— TASK —
Where the line containing "pub fn ambient(&self)" appears, end your copy; everything from the first line of the records below up to and including it must be reproduced exactly.
^^^^^^^^
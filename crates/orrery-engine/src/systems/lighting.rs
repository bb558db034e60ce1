//! Point lights and ambient level for the 3D scene.
//!
//! Lights persist until removed. Each frame the engine serializes them to
//! the shared buffer for the renderer's lighting pass.

use bytemuck::{Pod, Zeroable};
use glam::Vec3;

/// A point light with position, color, intensity and range.
///
/// Wire format (8 floats / 32 bytes):
/// `[x, y, z, r, g, b, intensity, range]`
#[repr(C)]
#[derive(Debug, Clone, Copy, PartialEq, Pod, Zeroable)]
pub struct PointLight {
    pub x: f32,
    pub y: f32,
    pub z: f32,
    pub r: f32,
    pub g: f32,
    pub b: f32,
    pub intensity: f32,
    /// Distance at which the light fades out. 0 means unbounded.
    pub range: f32,
}

impl PointLight {
    pub fn new(pos: Vec3, color: [f32; 3], intensity: f32, range: f32) -> Self {
        Self {
            x: pos.x,
            y: pos.y,
            z: pos.z,
            r: color[0],
            g: color[1],
            b: color[2],
            intensity,
            range,
        }
    }

    pub fn with_pos(mut self, pos: Vec3) -> Self {
        self.x = pos.x;
        self.y = pos.y;
        self.z = pos.z;
        self
    }

    pub fn pos(&self) -> Vec3 {
        Vec3::new(self.x, self.y, self.z)
    }
}

/// Active lights plus a grey ambient term (dark by default).
#[derive(Debug, Clone)]
pub struct LightState {
    lights: Vec<PointLight>,
    ambient: [f32; 3],
}

impl LightState {
    pub fn new() -> Self {
        Self::with_capacity(4)
    }

    pub fn with_capacity(max_lights: usize) -> Self {
        Self {
            lights: Vec::with_capacity(max_lights),
            ambient: [0.0; 3],
        }
    }

    pub fn add(&mut self, light: PointLight) {
        self.lights.push(light);
    }

    pub fn clear(&mut self) {
        self.lights.clear();
    }

    pub fn iter(&self) -> impl Iterator<Item = &PointLight> {
        self.lights.iter()
    }

    pub fn as_slice(&self) -> &[PointLight] {
        &self.lights
    }

    pub fn count(&self) -> usize {
        self.lights.len()
    }

    /// Set a grey ambient level (0 = dark side of planets is black).
    pub fn set_ambient_level(&mut self, level: f32) {
        let level = level.max(0.0);
        self.ambient = [level; 3];
    }

    pub fn ambient(&self) -> [f32; 3] {
        self.ambient
    }

    /// Pointer to the lights data for SAB serialization.
    pub fn buffer_ptr(&self) -> *const f32 {
        self.lights.as_ptr() as *const f32
    }
}

impl Default for LightState {
    fn default() -> Self {
        Self::new()
    }
}
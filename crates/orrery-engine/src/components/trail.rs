use std::collections::VecDeque;

use glam::Vec3;

use crate::api::error::{OrreryError, OrreryResult};
use crate::api::types::NodeId;

/// Fixed-length history of recent positions, newest first.
///
/// Every slot starts at the spawn position so the tail is fully populated
/// from the first frame and collapses into a point until the body moves.
#[derive(Debug, Clone)]
pub struct TrailBuffer {
    positions: VecDeque<Vec3>,
    capacity: usize,
}

impl TrailBuffer {
    pub fn new(capacity: usize, initial: Vec3) -> OrreryResult<Self> {
        if capacity == 0 {
            return Err(OrreryError::EmptyTrail);
        }
        let mut positions = VecDeque::with_capacity(capacity + 1);
        positions.resize(capacity, initial);
        Ok(Self { positions, capacity })
    }

    /// Push the newest position and drop the oldest.
    pub fn update(&mut self, position: Vec3) {
        self.positions.push_front(position);
        self.positions.truncate(self.capacity);
    }

    /// Slot `i`, where 0 is the most recent.
    pub fn get(&self, i: usize) -> Option<Vec3> {
        self.positions.get(i).copied()
    }

    pub fn len(&self) -> usize {
        self.positions.len()
    }

    pub fn is_empty(&self) -> bool {
        self.positions.is_empty()
    }

    /// Newest to oldest.
    pub fn iter(&self) -> impl Iterator<Item = Vec3> + '_ {
        self.positions.iter().copied()
    }
}

/// A trail plus the marker nodes that display it, one marker per slot.
#[derive(Debug, Clone)]
pub struct Tail {
    pub buffer: TrailBuffer,
    pub markers: Vec<NodeId>,
}

impl Tail {
    pub fn new(buffer: TrailBuffer, markers: Vec<NodeId>) -> Self {
        Self { buffer, markers }
    }
}
//! Seedable xorshift64 generator for scene population.
//!
//! Belt scatter and NEO speeds only need to look random; a fixed seed keeps
//! tests and replays deterministic.

#[derive(Debug, Clone)]
pub struct Rng {
    state: u64,
}

impl Rng {
    pub fn new(seed: u64) -> Self {
        Rng {
            state: if seed == 0 { 0x9E37_79B9_7F4A_7C15 } else { seed },
        }
    }

    fn next_u64(&mut self) -> u64 {
        let mut x = self.state;
        x ^= x << 13;
        x ^= x >> 7;
        x ^= x << 17;
        self.state = x;
        x
    }

    /// Uniform in [0, upper_bound).
    pub fn next_int(&mut self, upper_bound: u32) -> u32 {
        if upper_bound == 0 {
            return 0;
        }
        (self.next_u64() % upper_bound as u64) as u32
    }

    /// Uniform in [0, 1). Uses the top 53 bits.
    pub fn next_f64(&mut self) -> f64 {
        (self.next_u64() >> 11) as f64 * (1.0 / (1u64 << 53) as f64)
    }

    /// Uniform in [lo, hi).
    pub fn range(&mut self, lo: f64, hi: f64) -> f64 {
        lo + (hi - lo) * self.next_f64()
    }
}
//! Static scene tables: the sun, nine planets, the Moon, asteroid fields and
//! the near-Earth / potentially hazardous object lists.
//!
//! Distances and sizes are scene units chosen for readability, not physical
//! scale. Angles are in degrees here and converted once at scene build.

pub const PLANET_COUNT: usize = 9;

// ── Sun ──────────────────────────────────────────────────────────────

pub const SUN_RADIUS: f32 = 15.0;
pub const SUN_COLOR: u32 = 0xffcc33;
/// Self-rotation per tick at speed 1.
pub const SUN_SPIN: f32 = 0.004;
pub const SUN_LIGHT_INTENSITY: f32 = 4.0;
pub const SUN_LIGHT_RANGE: f32 = 300.0;

// ── Planets ──────────────────────────────────────────────────────────

/// A flat ring around a planet, in planet-local units.
#[derive(Debug, Clone, Copy)]
pub struct RingDef {
    pub inner: f32,
    pub outer: f32,
    pub color: u32,
}

#[derive(Debug, Clone, Copy)]
pub struct PlanetDef {
    pub name: &'static str,
    pub radius: f32,
    pub semi_major: f64,
    pub semi_minor: f64,
    pub inclination_deg: f64,
    /// Radians per tick at speed 1.
    pub speed: f64,
    pub color: u32,
    pub ring: Option<RingDef>,
    pub has_moon: bool,
}

const fn planet(
    name: &'static str,
    radius: f32,
    semi_major: f64,
    semi_minor: f64,
    inclination_deg: f64,
    speed: f64,
    color: u32,
) -> PlanetDef {
    PlanetDef {
        name,
        radius,
        semi_major,
        semi_minor,
        inclination_deg,
        speed,
        color,
        ring: None,
        has_moon: false,
    }
}

pub const PLANETS: [PlanetDef; PLANET_COUNT] = [
    planet("Mercury", 3.2, 28.0, 22.0, 7.0, 0.004, 0x8c8c8c),
    planet("Venus", 5.8, 44.0, 35.0, 3.4, 0.015, 0xe6c27a),
    PlanetDef { has_moon: true, ..planet("Earth", 6.0, 62.0, 50.0, 0.0, 0.01, 0x2f6ad9) },
    planet("Mars", 4.0, 78.0, 65.0, 1.85, 0.008, 0xc1440e),
    planet("Jupiter", 12.0, 100.0, 85.0, 1.3, 0.002, 0xd8ca9d),
    PlanetDef {
        ring: Some(RingDef { inner: 10.0, outer: 20.0, color: 0xc9b28a }),
        ..planet("Saturn", 10.0, 138.0, 110.0, 2.49, 0.0009, 0xe3c07b)
    },
    PlanetDef {
        ring: Some(RingDef { inner: 7.0, outer: 12.0, color: 0x9fd8e0 }),
        ..planet("Uranus", 7.0, 176.0, 145.0, 0.77, 0.0004, 0x7fd6e0)
    },
    planet("Neptune", 7.0, 200.0, 160.0, 1.77, 0.0001, 0x3f54ba),
    planet("Pluto", 2.8, 216.0, 175.0, 17.16, 0.0007, 0xb8a38a),
];

pub const PATH_COLOR: u32 = 0xffffff;

// ── Moon ─────────────────────────────────────────────────────────────

pub const MOON_RADIUS: f32 = 1.5;
/// Offset from Earth in the Earth pivot's frame.
pub const MOON_OFFSET: f32 = 10.0;
/// Fixed spin of the Moon's pivot, per tick, independent of speed.
pub const MOON_SPIN: f32 = 0.02;
pub const MOON_COLOR: u32 = 0xaaaaaa;

// ── Asteroid fields ──────────────────────────────────────────────────

#[derive(Debug, Clone, Copy)]
pub struct BeltDef {
    pub inner: f64,
    pub outer: f64,
    pub count: usize,
}

/// Main belt between Mars and Jupiter, then a wide scattered field.
pub const BELTS: [BeltDef; 2] = [
    BeltDef { inner: 85.0, outer: 95.0, count: 2000 },
    BeltDef { inner: 0.0, outer: 1000.0, count: 5000 },
];
pub const ASTEROID_RADIUS: f32 = 0.2;
pub const ASTEROID_COLOR: u32 = 0x808080;
pub const ASTEROID_SPEED: (f64, f64) = (0.0005, 0.002);

// ── Near-Earth and potentially hazardous objects ─────────────────────

#[derive(Debug, Clone, Copy)]
pub struct SmallBodyDef {
    pub name: &'static str,
    pub diameter: f32,
    pub semi_major: f64,
    pub eccentricity: f64,
    pub inclination_deg: f64,
}

const fn small(name: &'static str, diameter: f32, semi_major: f64, eccentricity: f64, inclination_deg: f64) -> SmallBodyDef {
    SmallBodyDef { name, diameter, semi_major, eccentricity, inclination_deg }
}

pub const NEOS: [SmallBodyDef; 20] = [
    small("Apollo", 1.1, 70.0, 0.7, 10.0),
    small("Amor", 0.9, 80.0, 0.4, 5.0),
    small("Aten", 1.0, 85.0, 0.5, 8.0),
    small("Phaethon", 1.1, 90.0, 0.6, 7.0),
    small("Eros", 0.8, 95.0, 0.3, 11.0),
    small("Ganymed", 0.7, 100.0, 0.4, 9.0),
    small("Icarus", 1.2, 105.0, 0.5, 6.0),
    small("Geographos", 0.6, 110.0, 0.4, 15.0),
    small("Hathor", 1.1, 115.0, 0.5, 12.0),
    small("Toro", 1.0, 120.0, 0.3, 5.0),
    small("Anteros", 0.9, 125.0, 0.6, 10.0),
    small("Alinda", 0.8, 130.0, 0.7, 14.0),
    small("Bacchus", 1.2, 135.0, 0.5, 7.0),
    small("Castalia", 0.9, 140.0, 0.6, 8.0),
    small("Hermes", 0.8, 145.0, 0.7, 5.0),
    small("Hektor", 1.1, 150.0, 0.4, 11.0),
    small("Orpheus", 1.0, 155.0, 0.6, 9.0),
    small("Daedalus", 1.2, 160.0, 0.5, 10.0),
    small("Juno", 1.1, 165.0, 0.3, 12.0),
    small("Kleopatra", 0.7, 170.0, 0.4, 15.0),
];

pub const PHOS: [SmallBodyDef; 20] = [
    small("Apophis", 0.9, 180.0, 0.7, 20.0),
    small("Toutatis", 0.8, 190.0, 0.5, 25.0),
    small("Bennu", 0.6, 200.0, 0.4, 15.0),
    small("1999 RQ36", 0.9, 210.0, 0.6, 10.0),
    small("Didymos", 1.0, 220.0, 0.5, 8.0),
    small("Psyche", 1.2, 230.0, 0.7, 7.0),
    small("Ryugu", 1.1, 240.0, 0.3, 11.0),
    small("Florence", 1.2, 250.0, 0.4, 9.0),
    small("Aegis", 1.0, 260.0, 0.6, 12.0),
    small("2005 YU55", 0.8, 270.0, 0.5, 14.0),
    small("1998 OR2", 1.1, 280.0, 0.4, 5.0),
    small("1989 JA", 0.9, 290.0, 0.7, 10.0),
    small("2007 VK184", 1.2, 300.0, 0.5, 7.0),
    small("1997 XF11", 0.7, 310.0, 0.6, 8.0),
    small("1994 WR12", 1.0, 320.0, 0.5, 11.0),
    small("1991 VG", 1.1, 330.0, 0.4, 6.0),
    small("2012 DA14", 1.2, 340.0, 0.7, 12.0),
    small("2014 JO25", 1.0, 350.0, 0.5, 10.0),
    small("2013 TX68", 0.9, 360.0, 0.6, 8.0),
    small("2010 RF12", 1.1, 370.0, 0.4, 9.0),
];

/// Per-tick speed band at speed 1: `base + rand × spread`.
pub const SMALL_BODY_SPEED: (f64, f64) = (0.001, 0.001);
pub const SMALL_BODY_COLOR: u32 = 0x9a8f84;

pub const TAIL_LENGTH: usize = 100;
pub const TAIL_MARKER_RADIUS: f32 = 0.25;
pub const NEO_TAIL_COLOR: u32 = 0xff0000;
pub const PHO_TAIL_COLOR: u32 = 0xff9900;

/// Name label: offset above the body and quad size.
pub const LABEL_HEIGHT: f32 = 10.0;
pub const LABEL_SIZE: (f32, f32) = (20.0, 10.0);
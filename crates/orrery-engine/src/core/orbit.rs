//! Orbit geometry: pure math, no scene dependencies.
//!
//! Uses f64 throughout so that phase angles can grow for hours without
//! losing precision; positions are narrowed to f32 only when they leave
//! this module as `Vec3`.
//!
//! Conventions: the orbital plane is XZ with Y up. A phase angle `θ` maps to
//! the planar point `(a·cos θ, b·sin θ)`.
//!
//! Two inclination treatments coexist and are both intentional in output:
//! - moving bodies use `tilted_position`, which mixes the planar x into the
//!   vertical axis: `(x·cos i, x·sin i, z)`;
//! - static path overlays are sampled flat (`path_points`) and then rotated
//!   as a whole about X by `path_rotation` (a true plane rotation).
//! At the inclinations in use the two differ by less than a line width.

use glam::{Quat, Vec2, Vec3};

use crate::api::error::{OrreryError, OrreryResult};

/// Default sample count for orbit path overlays.
pub const PATH_SEGMENTS: usize = 100;

/// An ellipse centred on its parent, optionally inclined.
#[derive(Debug, Clone, Copy, PartialEq)]
pub struct EllipticalOrbit {
    semi_major: f64,
    semi_minor: f64,
    /// Inclination in radians.
    inclination: f64,
}

impl EllipticalOrbit {
    /// Build from explicit axes. Requires `semi_major >= semi_minor > 0`.
    pub fn new(semi_major: f64, semi_minor: f64, inclination: f64) -> OrreryResult<Self> {
        if !semi_major.is_finite() || !semi_minor.is_finite() {
            return Err(OrreryError::NonFinite("ellipse axis"));
        }
        if !inclination.is_finite() {
            return Err(OrreryError::NonFinite("inclination"));
        }
        if semi_minor <= 0.0 || semi_major < semi_minor {
            return Err(OrreryError::InvalidAxes { semi_major, semi_minor });
        }
        Ok(Self { semi_major, semi_minor, inclination })
    }

    /// Build from semi-major axis and eccentricity: `b = a·sqrt(1 - e²)`.
    /// Eccentricity must lie in `[0, 1)`.
    pub fn from_eccentricity(semi_major: f64, eccentricity: f64, inclination: f64) -> OrreryResult<Self> {
        if !(0.0..1.0).contains(&eccentricity) {
            return Err(OrreryError::InvalidEccentricity(eccentricity));
        }
        let semi_minor = semi_major * (1.0 - eccentricity * eccentricity).sqrt();
        Self::new(semi_major, semi_minor, inclination)
    }

    pub fn semi_major(&self) -> f64 {
        self.semi_major
    }

    pub fn semi_minor(&self) -> f64 {
        self.semi_minor
    }

    pub fn inclination(&self) -> f64 {
        self.inclination
    }

    /// Untilted position in the orbital plane, returned as (x, z).
    pub fn planar_position(&self, phase: f64) -> (f64, f64) {
        (self.semi_major * phase.cos(), self.semi_minor * phase.sin())
    }

    /// Position used for moving bodies: planar x is split between X and Y
    /// by the inclination, z is kept as is.
    pub fn tilted_position(&self, phase: f64) -> Vec3 {
        let (x, z) = self.planar_position(phase);
        Vec3::new(
            (x * self.inclination.cos()) as f32,
            (x * self.inclination.sin()) as f32,
            z as f32,
        )
    }

    /// Closed, flat polyline of `segments + 1` points sampling θ over [0, 2π].
    /// The first and last points coincide.
    pub fn path_points(&self, segments: usize) -> Vec<Vec3> {
        let segments = segments.max(1);
        (0..=segments)
            .map(|i| {
                let phase = (i as f64 / segments as f64) * std::f64::consts::TAU;
                let (x, z) = self.planar_position(phase);
                Vec3::new(x as f32, 0.0, z as f32)
            })
            .collect()
    }

    /// Whole-object rotation applied to the path overlay.
    pub fn path_rotation(&self) -> Quat {
        Quat::from_rotation_x(self.inclination as f32)
    }
}

/// Circular orbit in the XZ plane (asteroid belt members).
pub fn circular_position(radius: f64, phase: f64) -> Vec3 {
    Vec3::new((radius * phase.cos()) as f32, 0.0, (radius * phase.sin()) as f32)
}

/// Normalised ellipse residual `(x/a)² + (z/b)²`; 1.0 on the curve.
pub fn ellipse_residual(orbit: &EllipticalOrbit, point: Vec2) -> f64 {
    let x = point.x as f64 / orbit.semi_major;
    let z = point.y as f64 / orbit.semi_minor;
    x * x + z * z
}

#[cfg(test)]
mod tests {
    use super::*;
    use std::f64::consts::{PI, TAU};

    fn earth() -> EllipticalOrbit {
        EllipticalOrbit::new(62.0, 50.0, 0.0).unwrap()
    }

    #[test]
    fn planar_points_lie_on_the_ellipse() {
        let orbit = EllipticalOrbit::new(138.0, 110.0, 2.49f64.to_radians()).unwrap();
        for i in 0..64 {
            let phase = i as f64 * 0.37 - 5.0;
            let (x, z) = orbit.planar_position(phase);
            let r = ellipse_residual(&orbit, Vec2::new(x as f32, z as f32));
            assert!((r - 1.0).abs() < 1e-5, "phase {phase}: residual {r}");
        }
    }

    #[test]
    fn position_is_periodic() {
        let orbit = EllipticalOrbit::new(216.0, 175.0, 17.16f64.to_radians()).unwrap();
        for phase in [0.0, 0.3, 1.7, PI, 5.9, 123.4] {
            let a = orbit.tilted_position(phase);
            let b = orbit.tilted_position(phase + TAU);
            assert!((a - b).length() < 1e-3, "phase {phase}: {a} vs {b}");
        }
    }

    #[test]
    fn earth_after_one_tick_at_speed_five() {
        // 0.01 angular speed × 5 global speed
        let p = earth().tilted_position(0.05);
        assert!((p.x - 61.9225).abs() < 1e-3, "x = {}", p.x);
        assert!(p.y.abs() < 1e-6);
        assert!((p.z - 2.4990).abs() < 1e-3, "z = {}", p.z);
    }

    #[test]
    fn inclination_mixes_x_into_vertical() {
        let i = 10f64.to_radians();
        let orbit = EllipticalOrbit::new(70.0, 50.0, i).unwrap();
        let p = orbit.tilted_position(0.0);
        assert!((p.x as f64 - 70.0 * i.cos()).abs() < 1e-4);
        assert!((p.y as f64 - 70.0 * i.sin()).abs() < 1e-4);
        assert!(p.z.abs() < 1e-6);

        // A quarter turn leaves only the untilted z component.
        let q = orbit.tilted_position(PI / 2.0);
        assert!(q.y.abs() < 1e-4);
        assert!((q.z - 50.0).abs() < 1e-4);
    }

    #[test]
    fn path_is_closed_with_segments_plus_one_points() {
        let orbit = EllipticalOrbit::new(28.0, 22.0, 7f64.to_radians()).unwrap();
        let points = orbit.path_points(PATH_SEGMENTS);
        assert_eq!(points.len(), PATH_SEGMENTS + 1);
        let first = points[0];
        let last = points[PATH_SEGMENTS];
        assert!((first - last).length() < 1e-4);
        assert!(points.iter().all(|p| p.y == 0.0));
    }

    #[test]
    fn path_rotation_is_a_true_plane_rotation() {
        let i = 17.16f64.to_radians();
        let orbit = EllipticalOrbit::new(216.0, 175.0, i).unwrap();
        // Rotating about X leaves the x axis fixed and tilts z into y.
        let rotated = orbit.path_rotation() * Vec3::new(216.0, 0.0, 0.0);
        assert!((rotated - Vec3::new(216.0, 0.0, 0.0)).length() < 1e-3);
        let rotated = orbit.path_rotation() * Vec3::new(0.0, 0.0, 175.0);
        assert!((rotated.y as f64 + 175.0 * i.sin()).abs() < 1e-3);
    }

    #[test]
    fn semi_minor_from_eccentricity() {
        let orbit = EllipticalOrbit::from_eccentricity(70.0, 0.7, 0.0).unwrap();
        let expected = 70.0 * (1.0f64 - 0.49).sqrt();
        assert!((orbit.semi_minor() - expected).abs() < 1e-12);
        assert!(orbit.semi_major() >= orbit.semi_minor());
    }

    #[test]
    fn rejects_non_elliptical_eccentricity() {
        for e in [1.0, 1.5, -0.1, f64::NAN] {
            let result = EllipticalOrbit::from_eccentricity(100.0, e, 0.0);
            assert!(
                matches!(result, Err(OrreryError::InvalidEccentricity(_))),
                "e = {e} should be rejected"
            );
        }
    }

    #[test]
    fn rejects_bad_axes() {
        assert!(matches!(
            EllipticalOrbit::new(10.0, 20.0, 0.0),
            Err(OrreryError::InvalidAxes { .. })
        ));
        assert!(EllipticalOrbit::new(10.0, 0.0, 0.0).is_err());
        assert!(EllipticalOrbit::new(f64::INFINITY, 1.0, 0.0).is_err());
        assert!(EllipticalOrbit::new(10.0, 5.0, f64::NAN).is_err());
    }

    #[test]
    fn circular_position_scenario() {
        let p = circular_position(90.0, 0.001);
        assert!((p.x - 89.99995).abs() < 1e-4, "x = {}", p.x);
        assert_eq!(p.y, 0.0);
        assert!((p.z - 0.09).abs() < 1e-4, "z = {}", p.z);
    }
}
^^^^^^^^
— YOUR SOLUTION —
filename crates/orrery-engine/src/systems/lighting.rs
repository bb558db034e60ce1
//! Point lights and ambient level for the 3D scene.
//!
//! Lights persist until removed. Each frame the engine serializes them to
//! the shared buffer for the renderer's lighting pass.

use bytemuck::{Pod, Zeroable};
use glam::Vec3;

/// A point light with position, color, intensity and range.
///
/// Wire format (8 floats / 32 bytes):
/// `[x, y, z, r, g, b, intensity, range]`
#[repr(C)]
#[derive(Debug, Clone, Copy, PartialEq, Pod, Zeroable)]
pub struct PointLight {
    pub x: f32,
    pub y: f32,
    pub z: f32,
    pub r: f32,
    pub g: f32,
    pub b: f32,
    pub intensity: f32,
    /// Distance at which the light fades out. 0 means unbounded.
    pub range: f32,
}

impl PointLight {
    pub fn new(pos: Vec3, color: [f32; 3], intensity: f32, range: f32) -> Self {
        Self {
            x: pos.x,
            y: pos.y,
            z: pos.z,
            r: color[0],
            g: color[1],
            b: color[2],
            intensity,
            range,
        }
    }

    pub fn with_pos(mut self, pos: Vec3) -> Self {
        self.x = pos.x;
        self.y = pos.y;
        self.z = pos.z;
        self
    }

    pub fn pos(&self) -> Vec3 {
        Vec3::new(self.x, self.y, self.z)
    }
}

/// Active lights plus a grey ambient term (dark by default).
#[derive(Debug, Clone)]
pub struct LightState {
    lights: Vec<PointLight>,
    ambient: [f32; 3],
}

impl LightState {
    pub fn new() -> Self {
        Self::with_capacity(4)
    }

    pub fn with_capacity(max_lights: usize) -> Self {
        Self {
            lights: Vec::with_capacity(max_lights),
            ambient: [0.0; 3],
        }
    }

    pub fn add(&mut self, light: PointLight) {
        self.lights.push(light);
    }

    pub fn clear(&mut self) {
        self.lights.clear();
    }

    pub fn iter(&self) -> impl Iterator<Item = &PointLight> {
        self.lights.iter()
    }

    pub fn as_slice(&self) -> &[PointLight] {
        &self.lights
    }

    pub fn count(&self) -> usize {
        self.lights.len()
    }

    /// Set a grey ambient level (0 = dark side of planets is black).
    pub fn set_ambient_level(&mut self, level: f32) {
        let level = level.max(0.0);
        self.ambient = [level; 3];
    }

    pub fn ambient(&self) -> [f32; 3] {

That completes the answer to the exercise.